Is it just me, or is dating after 50 a nightmare?
It seems like almost everyone is so religious, which narrows the pool significantly.
Then out of those who are left the majority fall into one of these categories: looking for a nurse/care giver,
looking for someone MUCH younger to recapture their youth or REPUBLICAN
Then of the 10 people in your region that are left...you don't like 5 and the other 5 don't like you.
OYE! I think I just need a gay best friend to do things with and a new vibrator.
Dating is always difficult, at any age, specially if you put the bar too high. The older we are, the more we are used to our ways and become more demanding, less prone to change to adapt to other person's ways. What one think is sweet and funny can be annoying to the other and vice versa.We need to start again from scratch, zero, and that is very difficult. For the time being, the new vibrator is a good idea!
Men my age are always looking for younger women---though they'll insist they aren't. Then others will announce they want to meet women their own age so they can get attention. I gave up on dating sites after making these observations consistently.
Sorry , i don't mean to poke fun; but you mention religion as being important twice in your choice of a man . Isn't this an agnostic site sorry again it kinda tickled me . In regards to what you've said i totally agree, its a mine field trying to find a compatible person, once you've breached 50 :-/ . I got happy on my own , and i saw that anyone my age , would have gone through the same mill i have ; Be as messed up as i could be and have a ton of emotional baggage, i am not aware of . So for me it is to risky to want to do the dance of getting to know anyone again , as my heart is too old for breaking again << they mend better when your young . Good luck on your quest .
Okay, as a guy that is close to your age. This is my take on what you have said. Yes, as a guy I find a younger woman attractive, physically. But, they don't have the substance to make a relationship work with me. I've dated woman as much as 20 years older than me and 20 years younger than me. I'll take the older ones any day of the week. At our age, it's more about what do we have in common; do we like to do the same things? Then the relationship will naturally happen.
If you think dating over 50 is impossible, try over 60!
I'm told i don't "look or act like a typical 65 year old", but clearly that doesnt matter... I guess I'm destined to be "the cool old lady with the cats". ?
P.S. I wrote something similar about 4 months ago and it appears nothing has changed! I decided to start doing some things I enjoy alone. I saw a play on Broadway; went to BAM (in NY) to see Andy Borowitz; have a few other events in the hopper. Going alone is better than not going out alone but...life's better with company.
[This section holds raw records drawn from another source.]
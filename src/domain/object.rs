// Copyright (c) 2025 - Cowboy AI, Inc.
//! Common identity shared by every topology entity

use serde::{Deserialize, Serialize};

/// Identity of an entity owned by a context
///
/// The owning context is referenced by name only; entities never outlive
/// the context that built them.
#[derive(Debug, Clone, PartialEq, Eq, Serialize, Deserialize)]
pub struct ObjectMeta {
    /// Name, unique within the context
    pub name: String,

    /// Owning context
    pub context_name: String,

    /// Resource name used in the compiled graph
    pub stack_name: String,

    /// Backend id, filled after deployment
    pub stack_id: Option<String>,
}

impl ObjectMeta {
    pub fn new(
        name: impl Into<String>,
        context_name: impl Into<String>,
        stack_name: impl Into<String>,
    ) -> Self {
        Self {
            name: name.into(),
            context_name: context_name.into(),
            stack_name: stack_name.into(),
            stack_id: None,
        }
    }

    /// Distinguished name: `<name>.<context>`
    pub fn dn(&self) -> String {
        format!("{}.{}", self.name, self.context_name)
    }
}

/// Entity with a name inside a context
pub trait TopologyObject {
    fn meta(&self) -> &ObjectMeta;

    fn meta_mut(&mut self) -> &mut ObjectMeta;

    fn name(&self) -> &str {
        &self.meta().name
    }

    fn context_name(&self) -> &str {
        &self.meta().context_name
    }

    fn stack_name(&self) -> &str {
        &self.meta().stack_name
    }

    fn stack_id(&self) -> Option<&str> {
        self.meta().stack_id.as_deref()
    }

    fn dn(&self) -> String {
        self.meta().dn()
    }
}

#[cfg(test)]
mod tests {
    use super::*;

    #[test]
    fn test_distinguished_name() {
        let meta = ObjectMeta::new("athena", "demo", "athena.demo");
        assert_eq!(meta.dn(), "athena.demo");
        assert!(meta.stack_id.is_none());
    }
}
// Copyright (c) 2025 - Cowboy AI, Inc.
//! Resource Graph
//!
//! An ordered, append-only collection of named resource declarations with
//! typed properties and explicit dependency edges, plus a side table of
//! outputs the backend should report once the stack exists.
//!
//! # Invariants
//!
//! - Resource names are unique
//! - Every `depends_on` entry names a resource already in the graph, so
//!   declaration order is always a valid creation order
//!
//! ```rust
//! use serde_json::json;
//! use stack_topology::graph::{ResourceGraph, ResourceType};
//!
//! let mut graph = ResourceGraph::new();
//! graph.add_resource("net", ResourceType::Network, json!({}), vec![]).unwrap();
//! graph
//!     .add_resource("subnet", ResourceType::Subnet, json!({}), vec!["net".into()])
//!     .unwrap();
//! assert!(graph.add_resource("port", ResourceType::Port, json!({}), vec!["missing".into()]).is_err());
//! ```

pub mod resource_type;
pub mod template;

use std::collections::{BTreeMap, HashMap};

use serde_json::{json, Value};

use crate::errors::{GraphError, GraphResult};

pub use resource_type::ResourceType;

/// One declared resource; rendered by [`ResourceGraph::to_template`]
#[derive(Debug, Clone, PartialEq)]
pub struct Resource {
    /// Unique resource name
    pub name: String,

    /// Resource kind
    pub kind: ResourceType,

    /// Backend properties
    pub properties: Value,

    /// Resources that must exist first
    pub depends_on: Vec<String>,
}

/// A value the backend should report after deployment
#[derive(Debug, Clone, PartialEq)]
pub struct Output {
    pub description: String,
    pub value: Value,
}

/// Dependency-ordered resource declarations
#[derive(Debug, Clone, Default, PartialEq)]
pub struct ResourceGraph {
    description: String,
    resources: Vec<Resource>,
    index: HashMap<String, usize>,
    outputs: BTreeMap<String, Output>,
}

impl ResourceGraph {
    /// Create an empty graph
    pub fn new() -> Self {
        Self::default()
    }

    /// Create an empty graph with a template description
    pub fn with_description(description: impl Into<String>) -> Self {
        Self {
            description: description.into(),
            ..Self::default()
        }
    }

    /// Template description
    pub fn description(&self) -> &str {
        &self.description
    }

    /// Append a resource.
    ///
    /// Fails without modifying the graph if the name is taken or a
    /// dependency is not yet declared.
    pub fn add_resource(
        &mut self,
        name: impl Into<String>,
        kind: ResourceType,
        properties: Value,
        depends_on: Vec<String>,
    ) -> GraphResult<()> {
        let name = name.into();
        if self.index.contains_key(&name) {
            return Err(GraphError::DuplicateResource(name));
        }
        if let Some(missing) = depends_on.iter().find(|dep| !self.index.contains_key(*dep)) {
            return Err(GraphError::MissingDependency {
                resource: name,
                dependency: missing.clone(),
            });
        }

        self.index.insert(name.clone(), self.resources.len());
        self.resources.push(Resource {
            name,
            kind,
            properties,
            depends_on,
        });
        Ok(())
    }

    /// Record an output; a later output with the same name replaces it
    pub fn add_output(&mut self, name: impl Into<String>, description: impl Into<String>, value: Value) {
        self.outputs.insert(
            name.into(),
            Output {
                description: description.into(),
                value,
            },
        );
    }

    /// Check whether a resource is declared
    pub fn contains(&self, name: &str) -> bool {
        self.index.contains_key(name)
    }

    /// Look up a resource by name
    pub fn get(&self, name: &str) -> Option<&Resource> {
        self.index.get(name).map(|&i| &self.resources[i])
    }

    /// Declaration position of a resource
    pub fn position(&self, name: &str) -> Option<usize> {
        self.index.get(name).copied()
    }

    /// Resources in declaration order
    pub fn resources(&self) -> impl Iterator<Item = &Resource> {
        self.resources.iter()
    }

    /// Resource names in declaration order
    pub fn resource_names(&self) -> Vec<&str> {
        self.resources.iter().map(|r| r.name.as_str()).collect()
    }

    /// Resources of one kind, in declaration order
    pub fn resources_of(&self, kind: ResourceType) -> impl Iterator<Item = &Resource> {
        self.resources.iter().filter(move |r| r.kind == kind)
    }

    /// Requested outputs
    pub fn outputs(&self) -> &BTreeMap<String, Output> {
        &self.outputs
    }

    pub fn len(&self) -> usize {
        self.resources.len()
    }

    pub fn is_empty(&self) -> bool {
        self.resources.is_empty()
    }
}

/// Reference to another resource in the same graph
pub fn get_resource(name: &str) -> Value {
    json!({ "get_resource": name })
}

/// Attribute of another resource, resolved by the backend
pub fn get_attr(name: &str, path: &[Value]) -> Value {
    let mut args = vec![Value::String(name.to_string())];
    args.extend(path.iter().cloned());
    json!({ "get_attr": args })
}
I can relate! Dating after 50 sucks. I am in a far right area (Northwest Florida) and I'm having a harf time meeting non-Christian women. I don't think I can be involved with a Christian woman again after having been dumped by my wife of 11-years because I didn't fully agree with her Christian beliefs. So, now what? There are few single women in my age group, and the single ones are looking for a good, Christian man. But, you never know what the tide will bring in. I try to remain optimistic.
My wife's friend is over 50. She's recently divorced, attractive, articulate and well educated. She has a good job with benefits and is not looking for a "sugar daddy". She would agree with your comments! I get the gist of the complaints from my wife. So glad I'm not dating!
You are so right about that! What a clear statement of the problem! I have been looking for 15+ years off and on between a few little relationship, and moving coast to coast and North/South about 10 times, ok....maybe 7-8. Please post or send your picture....On paper you fit for me and I might fit for you. Read my profile ask me anything. If WE don't fit, maybe you have a friend and i would try to think of someone for you....but send those pictures!
)) Dave
I got divorced two years ago, and decided to enter the dating pool at the age of 64. I thought men around my age would know what they want, and be more together than they were in our 20s. Boy, was I wrong! Guys, I'm sure this is true for some ladies as well. People carry baggage all their lives, and their entrenched habits are worse. I dated a man (briefly) until I discovered he was married. Then I had a LDR with a guy I developed some strong feelings for. We had great sex for months, then he suddenly went back to his ex. I discovered I was only a rebound. I have rebooted myself, and carry no baggage. Why can't people stay out of dating sites unless they are emotionally available?
This!! Spent a week talking to a guy every day. Just before we were to meet, he revealed:
He had dialysis 3 days a week & was waiting for a transplant
He lived in a furnished room
He had diabetes
He couldn't really afford to date.
Don't misunderstand. I'm not without compassion, and I don't expect to be financially supported...but I'm relatively healthy and I'd like to do things that he is unable to do. Sigh. Real talk - ok for a friend but not for dating.